Resolves: rhbz#1179331

openconnect-7.05-ensure-dtls-ciphers-match-the-allowed.patch

@@ -0,0 +1,200 @@
+From 4892c7a53bb0adec98c4540a0b127b209625f82a Mon Sep 17 00:00:00 2001
+From: Nikos Mavrogiannopoulos <nmav@redhat.com>
+Date: Wed, 4 Mar 2015 10:29:06 +0100
+Subject: [PATCH 2/2] when using gnutls enable only the DTLS ciphersuites that
+ were available during TLS
+
+Signed-off-by: Nikos Mavrogiannopoulos <nmav@redhat.com>
+---
+ cstp.c                 |  3 ++
+ dtls.c                 | 79 ++++++++++++++++++++++++++++++++++++++++++++++----
+ gnutls.c               |  7 ++---
+ openconnect-internal.h |  2 ++
+ 4 files changed, 81 insertions(+), 10 deletions(-)
+
+diff --git a/cstp.c b/cstp.c
+index d0d7eff..a06ca34 100644
+--- a/cstp.c
++++ b/cstp.c
+@@ -202,6 +202,9 @@ static int start_cstp_connection(struct openconnect_info *vpninfo)

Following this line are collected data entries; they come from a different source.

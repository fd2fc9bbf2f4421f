//! Catalog verification sweep
//!
//! Checks each deduplicated code against the product catalog, strictly one
//! request at a time, pausing a fixed delay after every request but the last.
//! At the default 100 ms that is at most 10 requests/second, half the
//! upstream quota.
//!
//! Every failed lookup is classified as absent, whatever the cause. The
//! cause is logged, not returned.

use bom_common::models::{DedupedCode, VerificationResult, VerificationStatus};
use chrono::{DateTime, Utc};
use serde::Serialize;
use std::sync::Arc;
use std::time::Duration;
use tracing::{debug, info, warn};
use uuid::Uuid;

use crate::catalog::{CatalogError, CatalogLookup};

/// One completed verification sweep
#[derive(Debug, Clone, Serialize)]
pub struct VerificationSweep {
    #[serde(rename = "sweep-id")]
    pub sweep_id: Uuid,
    #[serde(rename = "started-at")]
    pub started_at: DateTime<Utc>,
    #[serde(rename = "finished-at")]
    pub finished_at: DateTime<Utc>,
    #[serde(skip)]
    pub results: Vec<VerificationResult>,
}

/// Sequential, paced catalog verification
#[derive(Clone)]
pub struct Verifier {
    catalog: Arc<dyn CatalogLookup>,
    delay: Duration,
}

impl Verifier {
    pub fn new(catalog: Arc<dyn CatalogLookup>, delay: Duration) -> Self {
        Self { catalog, delay }
    }

    /// Verify `codes` in order, one result per code
    pub async fn verify(&self, codes: &[DedupedCode]) -> Vec<VerificationResult> {
        let mut results = Vec::with_capacity(codes.len());

        for (index, item) in codes.iter().enumerate() {
            let status = match self.catalog.lookup(&item.code).await {
                Ok(_) => VerificationStatus::Present,
                Err(CatalogError::NotFound(_)) => {
                    debug!(code = %item.code, "Code not in catalog");
                    VerificationStatus::Absent
                }
                Err(e) => {
                    warn!(code = %item.code, error = %e, "Catalog lookup failed, marking absent");
                    VerificationStatus::Absent
                }
            };

            results.push(VerificationResult {
                sequence_number: item.sequence_number,
                code: item.code.clone(),
                status,
            });

            if index + 1 < codes.len() {
                tokio::time::sleep(self.delay).await;
            }
        }

        results
    }

    /// [`Verifier::verify`] with sweep identification and timing
    pub async fn sweep(&self, codes: &[DedupedCode]) -> VerificationSweep {
        let sweep_id = Uuid::new_v4();
        let started_at = Utc::now();

        info!(
            sweep_id = %sweep_id,
            codes = codes.len(),
            delay_ms = self.delay.as_millis() as u64,
            "Verification sweep started"
        );

        let results = self.verify(codes).await;
        let finished_at = Utc::now();

        let absent = results
            .iter()
            .filter(|r| r.status == VerificationStatus::Absent)
            .count();
        info!(
            sweep_id = %sweep_id,
            present = results.len() - absent,
            absent,
            elapsed_ms = (finished_at - started_at).num_milliseconds(),
            "Verification sweep finished"
        );

        VerificationSweep {
            sweep_id,
            started_at,
            finished_at,
            results,
        }
    }
}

+ 	vpninfo->ip_info.domain = vpninfo->ip_info.proxy_pac = NULL;
+ 	vpninfo->banner = NULL;
+ 
++	if (!vpninfo->dtls_ciphers)
++		vpninfo->dtls_ciphers = dtls_ciphers_from_conn(vpninfo);
++
+ 	for (i = 0; i < 3; i++)
+ 		vpninfo->ip_info.dns[i] = vpninfo->ip_info.nbns[i] = NULL;
+ 	free_split_routes(vpninfo);
+diff --git a/dtls.c b/dtls.c
+index abffbf1..6ac537d 100644
+--- a/dtls.c
++++ b/dtls.c
+@@ -222,6 +222,11 @@ static SSL_SESSION *generate_dtls_session(struct openconnect_info *vpninfo,
+ }
+ #endif
+ 
++char *dtls_ciphers_from_conn(struct openconnect_info *vpninfo)
++{
++	return NULL;
++}
++
+ static int start_dtls_handshake(struct openconnect_info *vpninfo, int dtls_fd)
+ {
+ 	STACK_OF(SSL_CIPHER) *ciphers;
+@@ -438,27 +443,89 @@ void dtls_shutdown(struct openconnect_info *vpninfo)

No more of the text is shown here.